■ Task goal: Please transcribe the data exactly, with nothing left out.

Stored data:
- Opening Delimiter -

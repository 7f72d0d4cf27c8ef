use std::io;
use tui::backend::CrosstermBackend;
use tui::layout::Rect;
use tui::style::{Color, Style};
use tui::symbols::Marker;
use tui::widgets::canvas::{Canvas, Points};
use tui::widgets::{Block, Borders};
use tui::Terminal;

pub const CHIP8_DISPLAY_WIDTH: usize = 64;
pub const CHIP8_DISPLAY_HEIGHT: usize = 32;
pub const CHIP8_DISPLAY_BYTES: usize = CHIP8_DISPLAY_WIDTH * CHIP8_DISPLAY_HEIGHT / 8;

/// Packed monochrome framebuffer, row-major. Pixel (x, y) is bit
/// `(64 * y + x) % 8` of byte `(64 * y + x) / 8`, least-significant bit first.
#[derive(Clone, Debug, PartialEq, Eq)]
pub struct FrameBuffer {
    bytes: [u8; CHIP8_DISPLAY_BYTES],
    dirty: bool,
}

impl Default for FrameBuffer {
    fn default() -> Self {
        FrameBuffer {
            bytes: [0u8; CHIP8_DISPLAY_BYTES],
            dirty: false,
        }
    }
}

impl FrameBuffer {
    pub fn new() -> Self {
        Self::default()
    }

    fn locate(x: usize, y: usize) -> (usize, u8) {
        let index = CHIP8_DISPLAY_WIDTH * (y % CHIP8_DISPLAY_HEIGHT) + (x % CHIP8_DISPLAY_WIDTH);
        (index / 8, 1 << (index % 8))
    }

    pub fn get_pixel(&self, x: usize, y: usize) -> bool {
        let (byte, mask) = Self::locate(x, y);
        self.bytes[byte] & mask != 0
    }

    /// blank the screen; always counts as a change
    pub fn clear(&mut self) {
        self.bytes = [0u8; CHIP8_DISPLAY_BYTES];
        self.dirty = true;
    }

    /// XOR a sprite onto the screen at (x, y). Each row is one byte, most
    /// significant bit leftmost. Coordinates wrap at the screen edges.
    ///
    /// Returns true if any lit pixel got turned off.
    pub fn draw_sprite(&mut self, x: u8, y: u8, rows: &[u8]) -> bool {
        let mut collision = false;
        for (dy, row) in rows.iter().enumerate() {
            for dx in 0..8 {
                if row & (0x80 >> dx) == 0 {
                    continue;
                }
                let (byte, mask) = Self::locate(x as usize + dx, y as usize + dy);
                if self.bytes[byte] & mask != 0 {
                    collision = true;
                }
                self.bytes[byte] ^= mask;
                self.dirty = true;
            }
        }
        collision
    }

    pub fn as_bytes(&self) -> &[u8; CHIP8_DISPLAY_BYTES] {
        &self.bytes
    }

    pub fn is_dirty(&self) -> bool {
        self.dirty
    }

    pub fn clear_dirty(&mut self) {
        self.dirty = false;
    }
}

/// Display is used by the host to draw things on the screen. It should
/// abstract the implementation details, so a variety of kinds of screen would
/// work.
pub trait Display {
    /// draw a packed framebuffer (see `FrameBuffer` for the bit layout)
    fn draw(&mut self, data: &[u8]) -> Result<(), io::Error>;

    /// how big the display data should be
    fn get_display_size_bytes(&mut self) -> usize;
}

// store useful metadata about the terminal
struct Resolution(usize, usize, usize);

impl Resolution {
    fn pixel_count(&self) -> usize {
        self.0 * self.1
    }
    fn byte_count(&self) -> usize {
        self.0 * self.1 * self.2 / 8
    }

    fn x_bounds(&self) -> [f64; 2] {
        [0.0, (self.0 - 1) as f64]
    }

    fn y_bounds(&self) -> [f64; 2] {
        [-1.0 * (self.1 - 1) as f64, 0.0]
    }

    /// lit (bitplane 1) or unlit (bitplane 0) pixels as canvas coordinates
    fn bitplane_from_data<'a>(
        &self,
        data: &'a [u8],
        bitplane: u8,
    ) -> impl std::iter::Iterator<Item = (f64, f64)> + 'a {
        let mut count = self.pixel_count();
        let w = self.0;
        std::iter::from_fn(move || {
            while count > 0 {
                count -= 1;
                let bit = 1 & (data[count / 8] >> (count % 8));
                if bit == bitplane {
                    return Some((
                        (count % w) as f64,        // x
                        -1.0 * (count / w) as f64, // y
                    ));
                }
            }
            None
        })
    }
}

/// monochrome display in a terminal, rendered using TUI and Crossterm
pub struct MonoTermDisplay {
    terminal: Terminal<CrosstermBackend<io::Stdout>>,
    resolution: Resolution,
}

impl MonoTermDisplay {
    pub fn new(x: usize, y: usize) -> Result<MonoTermDisplay, io::Error> {
        let backend = CrosstermBackend::new(io::stdout());
        let mut terminal = Terminal::new(backend)?;
        terminal.clear()?;
        Ok(MonoTermDisplay {
            terminal,
            resolution: Resolution(x, y, 1),
        })
    }
}

impl Display for MonoTermDisplay {
    fn draw(&mut self, data: &[u8]) -> Result<(), io::Error> {
        // make sure we're given exactly the right amount of data to draw
        assert_eq!(
            data.len(),
            self.resolution.byte_count(),
            "MonoTermDisplay must have correct-sized data to draw"
        );

        let unlit = self.resolution.bitplane_from_data(data, 0).collect::<Vec<_>>();
        let lit = self.resolution.bitplane_from_data(data, 1).collect::<Vec<_>>();
        let size = Rect::new(
            0,
            0,
            2 + self.resolution.0 as u16,
            2 + self.resolution.1 as u16,
        );
        let x_bounds = self.resolution.x_bounds();
        let y_bounds = self.resolution.y_bounds();

        // for now this assumes a 1:1 ratio between terminal, chip8 and the
        // internal TUI canvas
        self.terminal.draw(|f| {
            let canvas = Canvas::default()
                .block(
                    Block::default()
                        .title("CHIP-8")
                        .borders(Borders::ALL)
                        .style(Style::default().bg(Color::Black)),
                )
                .x_bounds(x_bounds)
                .y_bounds(y_bounds)
                .marker(Marker::Block)
                .paint(|ctx| {
                    ctx.draw(&Points {
                        coords: &unlit,
                        color: Color::Black,
                    });
                    ctx.draw(&Points {
                        coords: &lit,
                        color: Color::White,
                    });
                });
            f.render_widget(canvas, size);
        })?;
        Ok(())
    }

    fn get_display_size_bytes(&mut self) -> usize {
        self.resolution.byte_count()
    }
}

/// useful for testing the host loop: remembers what it was asked to draw
#[derive(Default)]
pub struct DummyDisplay {
    pub frames: Vec<Vec<u8>>,
}

impl DummyDisplay {
    pub fn new() -> Self {
        Self::default()
    }
}

impl Display for DummyDisplay {
    fn draw(&mut self, data: &[u8]) -> Result<(), io::Error> {
        self.frames.push(data.to_vec());
        Ok(())
    }
    fn get_display_size_bytes(&mut self) -> usize {
        CHIP8_DISPLAY_BYTES
    }
}
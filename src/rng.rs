use rand::{rngs::StdRng, Rng, SeedableRng};

/// Seeded byte generator for CXNN. Two generators built from the same seed
/// produce the same bytes, so whole runs can be replayed.
#[derive(Clone, Debug)]
pub struct Random {
    rng: StdRng,
}

impl Random {
    pub fn new(seed: u64) -> Self {
        Random {
            rng: StdRng::seed_from_u64(seed),
        }
    }

    /// advance one step
    pub fn next_byte(&mut self) -> u8 {
        self.rng.gen()
    }
}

- Closing Delimiter -

■ Response for this exercise:
repository 7f72d0d4cf27c8ef
use std::io;
use tui::backend::CrosstermBackend;
use tui::layout::Rect;
use tui::style::{Color, Style};
use tui::symbols::Marker;
use tui::widgets::canvas::{Canvas, Points};
use tui::widgets::{Block, Borders};
use tui::Terminal;

pub const CHIP8_DISPLAY_WIDTH: usize = 64;
pub const CHIP8_DISPLAY_HEIGHT: usize = 32;
pub const CHIP8_DISPLAY_BYTES: usize = CHIP8_DISPLAY_WIDTH * CHIP8_DISPLAY_HEIGHT / 8;

/// Packed monochrome framebuffer, row-major. Pixel (x, y) is bit
/// `(64 * y + x) % 8` of byte `(64 * y + x) / 8`, least-significant bit first.
#[derive(Clone, Debug, PartialEq, Eq)]
pub struct FrameBuffer {
    bytes: [u8; CHIP8_DISPLAY_BYTES],
    dirty: bool,
}

impl Default for FrameBuffer {
    fn default() -> Self {
        FrameBuffer {
            bytes: [0u8; CHIP8_DISPLAY_BYTES],
            dirty: false,
        }
    }
}

impl FrameBuffer {
    pub fn new() -> Self {
        Self::default()
    }

    fn locate(x: usize, y: usize) -> (usize, u8) {
        let index = CHIP8_DISPLAY_WIDTH * (y % CHIP8_DISPLAY_HEIGHT) + (x % CHIP8_DISPLAY_WIDTH);
        (index / 8, 1 << (index % 8))
    }

    pub fn get_pixel(&self, x: usize, y: usize) -> bool {
        let (byte, mask) = Self::locate(x, y);
        self.bytes[byte] & mask != 0
    }

    /// blank the screen; always counts as a change
    pub fn clear(&mut self) {
        self.bytes = [0u8; CHIP8_DISPLAY_BYTES];
        self.dirty = true;
    }

    /// XOR a sprite onto the screen at (x, y). Each row is one byte, most
    /// significant bit leftmost. Coordinates wrap at the screen edges.
    ///
    /// Returns true if any lit pixel got turned off.
    pub fn draw_sprite(&mut self, x: u8, y: u8, rows: &[u8]) -> bool {
        let mut collision = false;
        for (dy, row) in rows.iter().enumerate() {
            for dx in 0..8 {
                if row & (0x80 >> dx) == 0 {
                    continue;
                }
                let (byte, mask) = Self::locate(x as usize + dx, y as usize + dy);
                if self.bytes[byte] & mask != 0 {
                    collision = true;
                }
                self.bytes[byte] ^= mask;
                self.dirty = true;
            }
        }
        collision
    }

    pub fn as_bytes(&self) -> &[u8; CHIP8_DISPLAY_BYTES] {
        &self.bytes
    }

    pub fn is_dirty(&self) -> bool {
        self.dirty
    }

    pub fn clear_dirty(&mut self) {
        self.dirty = false;
    }
}

/// Display is used by the host to draw things on the screen. It should
/// abstract the implementation details, so a variety of kinds of screen would
/// work.
pub trait Display {
    /// draw a packed framebuffer (see `FrameBuffer` for the bit layout)
    fn draw(&mut self, data: &[u8]) -> Result<(), io::Error>;

    /// how big the display data should be
    fn get_display_size_bytes(&mut self) -> usize;
}

// store useful metadata about the terminal
struct Resolution(usize, usize, usize);

impl Resolution {
    fn pixel_count(&self) -> usize {
        self.0 * self.1
    }
    fn byte_count(&self) -> usize {
        self.0 * self.1 * self.2 / 8
    }

    fn x_bounds(&self) -> [f64; 2] {
        [0.0, (self.0 - 1) as f64]
    }

    fn y_bounds(&self) -> [f64; 2] {
        [-1.0 * (self.1 - 1) as f64, 0.0]
    }

    /// lit (bitplane 1) or unlit (bitplane 0) pixels as canvas coordinates
    fn bitplane_from_data<'a>(
        &self,
        data: &'a [u8],
        bitplane: u8,
    ) -> impl std::iter::Iterator<Item = (f64, f64)> + 'a {
        let mut count = self.pixel_count();
        let w = self.0;
        std::iter::from_fn(move || {
            while count > 0 {
                count -= 1;
                let bit = 1 & (data[count / 8] >> (count % 8));
                if bit == bitplane {
                    return Some((
                        (count % w) as f64,        // x
                        -1.0 * (count / w) as f64, // y
                    ));
                }
            }
            None
        })
    }
}

/// monochrome display in a terminal, rendered using TUI and Crossterm
pub struct MonoTermDisplay {
    terminal: Terminal<CrosstermBackend<io::Stdout>>,
    resolution: Resolution,
}

impl MonoTermDisplay {
    pub fn new(x: usize, y: usize) -> Result<MonoTermDisplay, io::Error> {
        let backend = CrosstermBackend::new(io::stdout());
        let mut terminal = Terminal::new(backend)?;
        terminal.clear()?;
        Ok(MonoTermDisplay {
            terminal,
            resolution: Resolution(x, y, 1),
        })
    }
}

impl Display for MonoTermDisplay {
    fn draw(&mut self, data: &[u8]) -> Result<(), io::Error> {
        // make sure we're given exactly the right amount of data to draw
        assert_eq!(
            data.len(),
            self.resolution.byte_count(),
            "MonoTermDisplay must have correct-sized data to draw"
        );

        let unlit = self.resolution.bitplane_from_data(data, 0).collect::<Vec<_>>();
        let lit = self.resolution.bitplane_from_data(data, 1).collect::<Vec<_>>();
        let size = Rect::new(
            0,
            0,
            2 + self.resolution.0 as u16,
            2 + self.resolution.1 as u16,
        );
        let x_bounds = self.resolution.x_bounds();
        let y_bounds = self.resolution.y_bounds();

        // for now this assumes a 1:1 ratio between terminal, chip8 and the
        // internal TUI canvas
        self.terminal.draw(|f| {
            let canvas = Canvas::default()
                .block(
                    Block::default()
                        .title("CHIP-8")
                        .borders(Borders::ALL)
                        .style(Style::default().bg(Color::Black)),
                )
                .x_bounds(x_bounds)
                .y_bounds(y_bounds)
                .marker(Marker::Block)
                .paint(|ctx| {
                    ctx.draw(&Points {
                        coords: &unlit,
                        color: Color::Black,
                    });
                    ctx.draw(&Points {
                        coords: &lit,
                        color: Color::White,
                    });
                });
            f.render_widget(canvas, size);
        })?;
        Ok(())
    }

    fn get_display_size_bytes(&mut self) -> usize {
        self.resolution.byte_count()
    }
}

/// useful for testing the host loop: remembers what it was asked to draw
#[derive(Default)]
pub struct DummyDisplay {
    pub frames: Vec<Vec<u8>>,
}

impl DummyDisplay {
    pub fn new() -> Self {
        Self::default()
    }
}

impl Display for DummyDisplay {
    fn draw(&mut self, data: &[u8]) -> Result<(), io::Error> {
        self.frames.push(data.to_vec());
        Ok(())
    }
    fn get_display_size_bytes(&mut self) -> usize {
        CHIP8_DISPLAY_BYTES
    }
}
filename src/rng.rs
use rand::{rngs::StdRng, Rng, SeedableRng};

/// Seeded byte generator for CXNN. Two generators built from the same seed
/// produce the same bytes, so whole runs can be replayed.
#[derive(Clone, Debug)]
pub struct Random {
    rng: StdRng,
}

impl Random {
    pub fn new(seed: u64) -> Self {
        Random {
            rng: StdRng::seed_from_u64(seed),
        }
    }

    /// advance one step
    pub fn next_byte(&mut self) -> u8 {
        self.rng.gen()
    }
}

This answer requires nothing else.